▸ **Dataset**
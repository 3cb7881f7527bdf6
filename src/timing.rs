//! # Timing Collaborators
//!
//! Fitting a note needs two external tables belonging to the voicebank:
//!
//! - the timing table, mapping an alias to its recorded sample offsets
//! - the prefix table, mapping a note number to an alias prefix and suffix
//!
//! Reading those tables from disk is the caller's business. This module
//! defines the lookup seams ([`TimingLookup`], [`PrefixLookup`]), simple
//! in-memory tables implementing them, and blanket impls so a closure can
//! stand in for either table.

use std::collections::HashMap;

/// One entry of a voicebank timing table. Times are in milliseconds.
#[derive(Debug, Clone, PartialEq, Default)]
pub struct TimingRecord {
    /// Directory of the sample, relative to the voicebank root. Empty for the root.
    pub subdir: String,
    /// Sample file name.
    pub filename: String,
    pub alias: String,
    /// Left blank.
    pub offset: f64,
    pub preutterance: f64,
    pub overlap: f64,
    /// Fixed (consonant) range.
    pub consonant: f64,
    /// Right blank; positive from the sample end, negative from the offset.
    pub blank: f64,
}

impl TimingRecord {
    /// Sample path relative to the voicebank root, joined with `\\` as
    /// project files spell it.
    pub fn sample_path(&self) -> String {
        let subdir = self.subdir.trim_end_matches(['/', '\\']);
        if subdir.is_empty() {
            self.filename.clone()
        } else {
            format!("{}\\{}", subdir, self.filename)
        }
    }
}

/// Alias → timing record.
pub trait TimingLookup {
    fn lookup(&self, alias: &str) -> Option<TimingRecord>;
}

/// Note number → `(prefix, suffix)`; both empty when nothing applies.
pub trait PrefixLookup {
    fn lookup(&self, note_num: i32) -> (String, String);
}

impl<F> TimingLookup for F
where
    F: Fn(&str) -> Option<TimingRecord>,
{
    fn lookup(&self, alias: &str) -> Option<TimingRecord> {
        self(alias)
    }
}

impl<F> PrefixLookup for F
where
    F: Fn(i32) -> (String, String),
{
    fn lookup(&self, note_num: i32) -> (String, String) {
        self(note_num)
    }
}

/// In-memory timing table keyed by alias.
#[derive(Debug, Clone, Default)]
pub struct TimingTable {
    records: HashMap<String, TimingRecord>,
}

impl TimingTable {
    pub fn new() -> Self {
        Self::default()
    }

    /// Add a record under its alias. The first record for an alias wins.
    pub fn insert(&mut self, record: TimingRecord) {
        self.records.entry(record.alias.clone()).or_insert(record);
    }

    pub fn len(&self) -> usize {
        self.records.len()
    }

    pub fn is_empty(&self) -> bool {
        self.records.is_empty()
    }

    pub fn contains(&self, alias: &str) -> bool {
        self.records.contains_key(alias)
    }
}

impl FromIterator<TimingRecord> for TimingTable {
    fn from_iter<I: IntoIterator<Item = TimingRecord>>(iter: I) -> Self {
        let mut table = TimingTable::new();
        for record in iter {
            table.insert(record);
        }
        table
    }
}

impl TimingLookup for TimingTable {
    fn lookup(&self, alias: &str) -> Option<TimingRecord> {
        self.records.get(alias).cloned()
    }
}

/// In-memory prefix table keyed by note number.
#[derive(Debug, Clone, Default)]
pub struct PrefixTable {
    entries: HashMap<i32, (String, String)>,
}

impl PrefixTable {
    pub fn new() -> Self {
        Self::default()
    }

    pub fn insert(&mut self, note_num: i32, prefix: impl Into<String>, suffix: impl Into<String>) {
        self.entries.insert(note_num, (prefix.into(), suffix.into()));
    }
}

impl PrefixLookup for PrefixTable {
    fn lookup(&self, note_num: i32) -> (String, String) {
        self.entries.get(&note_num).cloned().unwrap_or_default()
    }
}

#[cfg(test)]
mod tests {
    use super::*;

    fn record(alias: &str, pre: f64) -> TimingRecord {
        TimingRecord {
            filename: format!("{}.wav", alias),
            alias: alias.to_string(),
            preutterance: pre,
            ..TimingRecord::default()
        }
    }

    #[test]
    fn test_first_record_for_alias_wins() {
        let table: TimingTable = vec![record("a", 10.0), record("a", 20.0), record("i", 5.0)]
            .into_iter()
            .collect();
        assert_eq!(table.len(), 2);
        assert_eq!(table.lookup("a").unwrap().preutterance, 10.0);
        assert!(table.lookup("u").is_none());
    }

    #[test]
    fn test_sample_path() {
        let mut r = record("a", 0.0);
        assert_eq!(r.sample_path(), "a.wav");
        r.subdir = "C4/".to_string();
        assert_eq!(r.sample_path(), "C4\\a.wav");
        r.subdir = "C4".to_string();
        assert_eq!(r.sample_path(), "C4\\a.wav");
    }

    #[test]
    fn test_prefix_table_defaults_to_empty() {
        let mut table = PrefixTable::new();
        table.insert(60, "", "↑");
        assert_eq!(table.lookup(60), (String::new(), "↑".to_string()));
        assert_eq!(table.lookup(61), (String::new(), String::new()));
    }

    #[test]
    fn test_closures_act_as_lookups() {
        let timing = |alias: &str| (alias == "a").then(|| record("a", 1.0));
        assert!(TimingLookup::lookup(&timing, "a").is_some());
        let prefix = |n: i32| (format!("{}", n), String::new());
        assert_eq!(PrefixLookup::lookup(&prefix, 3).0, "3");
    }
}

▸ **Work to be completed**
Would you copy, word for word, only the lines from the start of the listing to the one that contains "let subdir = self.subdir.trim_end_matches(['/', '\\']);", both included?

▸ **Output of the task**
repository 3cb7881f7527bdf6
filename src/timing.rs
//! # Timing Collaborators
//!
//! Fitting a note needs two external tables belonging to the voicebank:
//!
//! - the timing table, mapping an alias to its recorded sample offsets
//! - the prefix table, mapping a note number to an alias prefix and suffix
//!
//! Reading those tables from disk is the caller's business. This module
//! defines the lookup seams ([`TimingLookup`], [`PrefixLookup`]), simple
//! in-memory tables implementing them, and blanket impls so a closure can
//! stand in for either table.

use std::collections::HashMap;

/// One entry of a voicebank timing table. Times are in milliseconds.
#[derive(Debug, Clone, PartialEq, Default)]
pub struct TimingRecord {
    /// Directory of the sample, relative to the voicebank root. Empty for the root.
    pub subdir: String,
    /// Sample file name.
    pub filename: String,
    pub alias: String,
    /// Left blank.
    pub offset: f64,
    pub preutterance: f64,
    pub overlap: f64,
    /// Fixed (consonant) range.
    pub consonant: f64,
    /// Right blank; positive from the sample end, negative from the offset.
    pub blank: f64,
}

impl TimingRecord {
    /// Sample path relative to the voicebank root, joined with `\\` as
    /// project files spell it.
    pub fn sample_path(&self) -> String {
        let subdir = self.subdir.trim_end_matches(['/', '\\']);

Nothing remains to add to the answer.